Da qualche mese la società giapponese è entrata in una fase politica del tutto nuova. Alla fine di giugno scorso è nato un gruppo di cittadini che chiede un pronunciamento popolare sul futuro dell’energia nucleare. Durante l’inverno a Osaka e a Tokyo si sono costituiti comitati referendari che hanno raccolto firme, superando ampiamente i numeri necessari per richiedere all’amministrazione locale di istituire una legge che indica un referendum sul nucleare. Le due metropoli sono tra i maggiori consumatori di energia elettrica di origine nucleare, ma anche nelle zone produttrici si stanno formando comitati con lo stesso intento; a Niigata e a Shizuoka la campagna partirà in questi giorni.

Mme Uehara
«La notizia della vittoria del referendum contro il nucleare in Italia è stata veramente sensazionale e ci ha incoraggiato molto», dice Hiroko Uehara, ex sindaco del comune di Kunitachi nella provincia di Tokyo, una dei più attivi promotori del comitato referendario nella capitale giapponese. «E' stata una scoperta per molti di noi che i cittadini possono esprimersi anche su una questione come l’energia nucleare, considerata affare dello stato».

In realtà, non è la prima volta che si parla di referendum sul nucleare in Giappone.
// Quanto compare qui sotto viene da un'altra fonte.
//! Pool event decoding

use alloy::rpc::types::Log;
use alloy::sol_types::SolEvent;
use swiftswap_core::{Address, BlockNumber, ClientError, TxHash, I256};

use crate::calls::IPool;
use crate::Result;

/// One decoded `Swap` log from a pool
///
/// Amounts are signed from the pool's side: positive flowed into the pool,
/// negative flowed out to the recipient.
#[derive(Debug, Clone, PartialEq, Eq)]
pub struct SwapEvent {
    pub pool: Address,
    pub tx_hash: Option<TxHash>,
    pub block_number: Option<BlockNumber>,
    pub log_index: Option<u64>,
    pub sender: Address,
    pub recipient: Address,
    pub amount0: I256,
    pub amount1: I256,
}

impl SwapEvent {
    /// Decode a raw RPC log, which must carry the `Swap` topic
    pub fn from_log(log: &Log) -> Result<Self> {
        let decoded = IPool::Swap::decode_log(&log.inner).map_err(|e| ClientError::Decode {
            message: format!("Swap log: {}", e),
        })?;
        let event = &decoded.data;

        Ok(Self {
            pool: log.inner.address,
            tx_hash: log.transaction_hash,
            block_number: log.block_number,
            log_index: log.log_index,
            sender: event.sender,
            recipient: event.recipient,
            amount0: event.amount0,
            amount1: event.amount1,
        })
    }

    /// Chain position used for newest-first ordering
    pub fn position(&self) -> (BlockNumber, u64) {
        (
            self.block_number.unwrap_or_default(),
            self.log_index.unwrap_or_default(),
        )
    }
}
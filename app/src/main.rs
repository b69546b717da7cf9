//! SwiftSwap API server binary

#[tokio::main]
async fn main() -> anyhow::Result<()> {
    swiftswap_lib::run().await
}
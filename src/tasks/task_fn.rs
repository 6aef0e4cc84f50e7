//! # Function-backed task (`TaskFn`)
//!
//! [`TaskFn`] wraps a closure `F: Fn(CancellationToken) -> Fut`, producing a
//! fresh future per invocation. No shared mutable state is required; if the
//! closure needs shared state, capture an explicit `Arc<...>`.
//!
//! ## Example
//! ```rust
//! use tokio_util::sync::CancellationToken;
//! use phasor::{TaskFn, TaskRef, TaskError};
//!
//! let t: TaskRef = TaskFn::arc("close-cache", |ctx: CancellationToken| async move {
//!     if ctx.is_cancelled() {
//!         return Err(TaskError::Canceled);
//!     }
//!     // flush and disconnect...
//!     Ok::<_, TaskError>(())
//! });
//!
//! assert_eq!(t.name(), "close-cache");
//! ```

use std::borrow::Cow;
use std::future::Future;
use std::sync::Arc;

use async_trait::async_trait;
use tokio_util::sync::CancellationToken;

use crate::error::TaskError;
use crate::tasks::task::Task;

/// Function-backed task implementation.
///
/// Wraps a closure that *creates* a new future per invocation.
#[derive(Debug)]
pub struct TaskFn<F> {
    name: Cow<'static, str>,
    f: F,
}

impl<F> TaskFn<F> {
    /// Creates a new function-backed task.
    ///
    /// Prefer [`TaskFn::arc`] when you immediately need a [`TaskRef`].
    pub fn new(name: impl Into<Cow<'static, str>>, f: F) -> Self {
        Self {
            name: name.into(),
            f,
        }
    }

    /// Creates the task and returns it as a shared handle.
    pub fn arc(name: impl Into<Cow<'static, str>>, f: F) -> Arc<Self> {
        Arc::new(Self::new(name, f))
    }
}

#[async_trait]
impl<F, Fut> Task for TaskFn<F>
where
    F: Fn(CancellationToken) -> Fut + Send + Sync + 'static, // Fn, not FnMut
    Fut: Future<Output = Result<(), TaskError>> + Send + 'static,
{
    fn name(&self) -> &str {
        &self.name
    }

    async fn run(&self, ctx: CancellationToken) -> Result<(), TaskError> {
        (self.f)(ctx).await
    }
}
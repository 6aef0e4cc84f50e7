//! # LogWriter — built-in event logger
//!
//! A subscriber that renders every lifecycle event through `tracing`,
//! giving hosts structured startup/shutdown diagnostics for free.
//!
//! ## Example output
//! ```text
//! INFO phase started phase="connect"
//! INFO task completed task="db-connect" duration_ms=48
//! WARN task timed out task="close-cache" timeout_ms=100
//! ERROR task failed task="close-cache" error="connection reset"
//! ```

use async_trait::async_trait;

use crate::events::{Event, EventKind};
use crate::subscribers::Subscribe;

/// Event logging subscriber.
#[derive(Default)]
pub struct LogWriter;

impl LogWriter {
    /// Construct a new [`LogWriter`].
    #[must_use]
    pub fn new() -> Self {
        Self
    }
}

#[async_trait]
impl Subscribe for LogWriter {
    async fn on_event(&self, e: &Event) {
        match e.kind {
            EventKind::GlobalStart => {
                tracing::info!(seq = e.seq, "lifecycle run started");
            }
            EventKind::GlobalComplete => {
                tracing::info!(seq = e.seq, "lifecycle run complete");
            }
            EventKind::GlobalError => {
                tracing::error!(
                    phase = e.phase,
                    task = e.task.as_deref(),
                    error = e.error.as_deref(),
                    "lifecycle run aborted"
                );
            }
            EventKind::PhaseStart => {
                tracing::info!(phase = e.phase, "phase started");
            }
            EventKind::PhaseComplete => {
                tracing::info!(phase = e.phase, failures = e.failures, "phase complete");
            }
            EventKind::TaskStarting => {
                tracing::debug!(
                    task = e.task.as_deref(),
                    timeout_ms = e.timeout_ms,
                    "task starting"
                );
            }
            EventKind::TaskStopped => {
                tracing::info!(
                    task = e.task.as_deref(),
                    duration_ms = e.duration_ms,
                    "task completed"
                );
            }
            EventKind::TaskFailed => {
                tracing::error!(
                    task = e.task.as_deref(),
                    error = e.error.as_deref(),
                    duration_ms = e.duration_ms,
                    "task failed"
                );
            }
            EventKind::TimeoutHit => {
                tracing::warn!(
                    task = e.task.as_deref(),
                    timeout_ms = e.timeout_ms,
                    "task timed out"
                );
            }
            EventKind::SubscriberOverflow => {
                tracing::warn!(
                    subscriber = e.task.as_deref(),
                    reason = e.error.as_deref(),
                    "subscriber overflow"
                );
            }
        }
    }

    fn name(&self) -> &'static str {
        "log_writer"
    }
}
Sin dai primi anni ’80 si conta una trentina di tentativi di referendum consultivo a livello locale sull’opportunità di costruire impianti nucleari nel territorio, per iniziativa a volte di cittadini, a volte di amministratori. Nella maggior parte dei casi le richieste non sono state accolte (tra questi uno riguarda proprio Ooi-cho, la richiesta degli abitanti respinta nel 1983); tre casi però sono andati in porto tra il 1995 e il 2000: tutti hanno portato alla vittoria schiacciante del No, facendo naufragare i progetti.

pm Sakurai (a sinistra) e Hajime Imai
a una conferenza stampa a Tokyo
Il nuovo movimento, partito a livello locale, punta ora a un referendum nazionale sull'energia atomica in Giappone, ed è assai diverso da quello italiano, che ha una funzione abrogativa delle leggi esistenti. «Il nostro obiettivo principale è rendere i cittadini partecipi della decisione politica sul nucleare», spiega Hajime Imai, giornalista e uno dei maggiori esperti in materia di referendum in Giappone e nel mondo: «Anche se ognuno di noi ha un’opinione chiara in merito, il comitato non esprime una posizione pro o contro l’energia atomica». Il giornalista fa notare il divario che si è creato tra l’opinione pubblica, all'80 percento favorevole ad abbandonare il nucleare, e il parlamento che non rappresenta affatto una tale proporzione: «Il nostro non è un tentativo di delegittimare la democrazia indiretta bensì di colmare le sue lacune. I cittadini offrono la base sostanziale affinché il governo o il parlamento prendano decisioni più democratiche su questioni vitali che riguardano il futuro di tutti».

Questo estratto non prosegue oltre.